Yeah but i just realized after thinking about it before i went to sleep one night, that only a couple tricks are allowed on the snowboard. Its just how its created, theres no wheels on a snowboard. So tricks are set aside for the snowboard, and same goes for the skateboard.


----------



## Guest (Jun 15, 2006)

Well, of course there is difference, JT coz a snowboard is different from a skateboar d but there are many things similar with the two other than their being boards


----------



## Guest (Jun 16, 2006)

Yeah, but i wonder if it was based off one another. What came first the skateboard or snowboard? Skateboard right?


----------



## Guest (Jun 18, 2006)

Seems to me that it's the skateboards as the skateboards are more popular than the snowboards... and to make it sure, gotta have to google it up


----------



## Guest (Jun 21, 2006)

I would say the skateboard came first. I personally know a lot of people that started out skating and moved on to boarding later.
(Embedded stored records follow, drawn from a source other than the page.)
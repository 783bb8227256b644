//! deckgen CLI - generate a presentation from a prompt and download the export

use anyhow::{Context, Result};
use clap::Parser;
use deckgen::{
    Config, ExportFormat, GenerateRequest, Orchestrator, RunSummary, ToExitCode, build_prompt,
};
use std::path::PathBuf;
use std::process::ExitCode;
use std::time::Duration;
use tokio::io::AsyncReadExt;
use tracing::error;

#[derive(Parser, Debug)]
#[command(name = "deckgen")]
#[command(about = "Generate a slide deck from a prompt and download the export", long_about = None)]
#[command(version)]
struct Cli {
    /// Prompt words, joined with single spaces
    prompt: Vec<String>,

    /// Read the prompt from standard input
    #[arg(long)]
    stdin: bool,

    /// Deck name
    #[arg(short, long)]
    name: Option<String>,

    /// Export format (pdf, pptx or png)
    #[arg(short, long, default_value = "pdf")]
    format: ExportFormat,

    /// Request upscaled slide images before export
    #[arg(long)]
    upscale: bool,

    /// Directory the exported file is written to
    #[arg(short, long, default_value = ".")]
    out_dir: PathBuf,

    /// Output filename stem (defaults to deck-<id prefix>)
    #[arg(long)]
    filename: Option<String>,

    /// Create the deck only, without exporting
    #[arg(long)]
    no_export: bool,

    /// Seconds between deck status checks
    #[arg(long, value_parser = parse_seconds)]
    deck_poll_interval: Option<Duration>,

    /// Seconds between export status checks
    #[arg(long, value_parser = parse_seconds)]
    export_poll_interval: Option<Duration>,

    /// Deadline in seconds for each polling phase
    #[arg(long, value_parser = parse_seconds)]
    timeout: Option<Duration>,

    /// JSON configuration file
    #[arg(short, long)]
    config: Option<PathBuf>,

    /// API base URL
    #[arg(long, env = "DECKGEN_BASE_URL")]
    base_url: Option<String>,

    /// Base URL for deck view links (defaults to the API base URL)
    #[arg(long, env = "DECKGEN_APP_URL")]
    app_url: Option<String>,

    /// API key sent as a bearer token
    #[arg(long, env = "DECKGEN_API_KEY", hide_env_values = true)]
    api_key: Option<String>,
}

impl Cli {
    /// Layer environment and flag values over the file (or default) config
    fn load_config(&self) -> deckgen::Result<Config> {
        let mut config = match &self.config {
            Some(path) => Config::from_file(path)?,
            None => Config::default(),
        };

        if let Some(base_url) = &self.base_url {
            config.base_url = base_url.clone();
        }
        if let Some(app_url) = &self.app_url {
            config.app_url = Some(app_url.clone());
        }
        if let Some(api_key) = &self.api_key {
            config.api_key = api_key.clone();
        }
        if let Some(interval) = self.deck_poll_interval {
            config.polling.deck_interval = interval;
        }
        if let Some(interval) = self.export_poll_interval {
            config.polling.export_interval = interval;
        }
        if let Some(timeout) = self.timeout {
            config.polling.timeout = timeout;
        }

        Ok(config)
    }
}

fn parse_seconds(value: &str) -> std::result::Result<Duration, String> {
    let secs: f64 = value
        .trim()
        .parse()
        .map_err(|_| format!("'{value}' is not a number of seconds"))?;
    Duration::try_from_secs_f64(secs).map_err(|e| format!("invalid duration '{value}': {e}"))
}

#[tokio::main]
async fn main() -> ExitCode {
    // Progress goes to stderr; stdout carries only the result
    tracing_subscriber::fmt()
        .with_writer(std::io::stderr)
        .with_env_filter(
            tracing_subscriber::EnvFilter::try_from_default_env()
                .unwrap_or_else(|_| tracing_subscriber::EnvFilter::new("info")),
        )
        .init();

    let cli = Cli::parse();

    match run(cli).await {
        Ok(()) => ExitCode::SUCCESS,
        Err(err) => {
            let (code, error_code) = match err.downcast_ref::<deckgen::Error>() {
                Some(e) => (e.exit_code(), e.error_code().to_string()),
                None => (1, "internal_error".to_string()),
            };
            error!(error_code = %error_code, "{err:#}");
            ExitCode::from(u8::try_from(code).unwrap_or(1))
        }
    }
}

async fn run(cli: Cli) -> Result<()> {
    let stdin = if cli.stdin {
        let mut text = String::new();
        tokio::io::stdin()
            .read_to_string(&mut text)
            .await
            .context("failed to read prompt from stdin")?;
        Some(text)
    } else {
        None
    };
    let prompt = build_prompt(&cli.prompt, stdin.as_deref())?;

    let config = cli.load_config()?;
    let orchestrator = Orchestrator::new(config)?;

    let request = GenerateRequest {
        prompt,
        name: cli.name,
        format: cli.format,
        upscale: cli.upscale,
        output_dir: cli.out_dir,
        filename: cli.filename,
        skip_export: cli.no_export,
    };

    let summary = orchestrator.run(&request).await?;
    print_summary(&summary)?;
    Ok(())
}

fn print_summary(summary: &RunSummary) -> Result<()> {
    println!("{}", serde_json::to_string(summary)?);
    if let Some(file) = &summary.file {
        println!("FILE: {}", file.display());
    }
    Ok(())
}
I know that some of them even go back to skating during the summer when boarding is not possible in the area that we live.


justagirl


----------



## Guest (Jun 27, 2006)

the skateboard definetly came first!

or maybe some guy practiced skiing on only one ski...and liked it...
hahhaa:laugh:


----------



## Guest (Nov 17, 2006)

skateboarding came first by a long way. the first skateboards were manufactured in 1965. they were originally invented because the surfers of the west coast couldnt go surfing some days, and still wanted to be on a board, so they became "sidewalk surfers" and put roller skates on the bottom of plywood. snowboarding began in around the same time in a sense, because Sherman Poppin invented something called a snurfer, which was just a board with an upturned nose and a rope attatched to the front. the first actual snowboard with bindings came with a man named Tim Burton, you may know the last name pretty well(BURTON SNOWBOARDS OF COURSE). He started producing snowboards around 1980. and theres a brief history of snowboarding and skateboarding!


----------



## Guest (Feb 20, 2007)

try a kick flip on a snowboard


----------



## sedition (Feb 8, 2007)

TravisR said:


> try a kick flip on a snowboard


I've done them...on just deck, however...and on the carpet in my living room. hah.


----------



## Guest (Mar 5, 2007)

yea the skateboard came first :-\ but the only reason skateboarding is more popular is because you can skate 24/7/365 a year...snowboarding you are limited...also the price difference plays a major role too


----------



## sedition (Feb 8, 2007)

JTingly said:


> Is it possible to use skateboarding tricks for snowboarding? I never tried it, but i think it looks possible.


Almost *every* snowboard trick has it's origins in skateboarding.


----------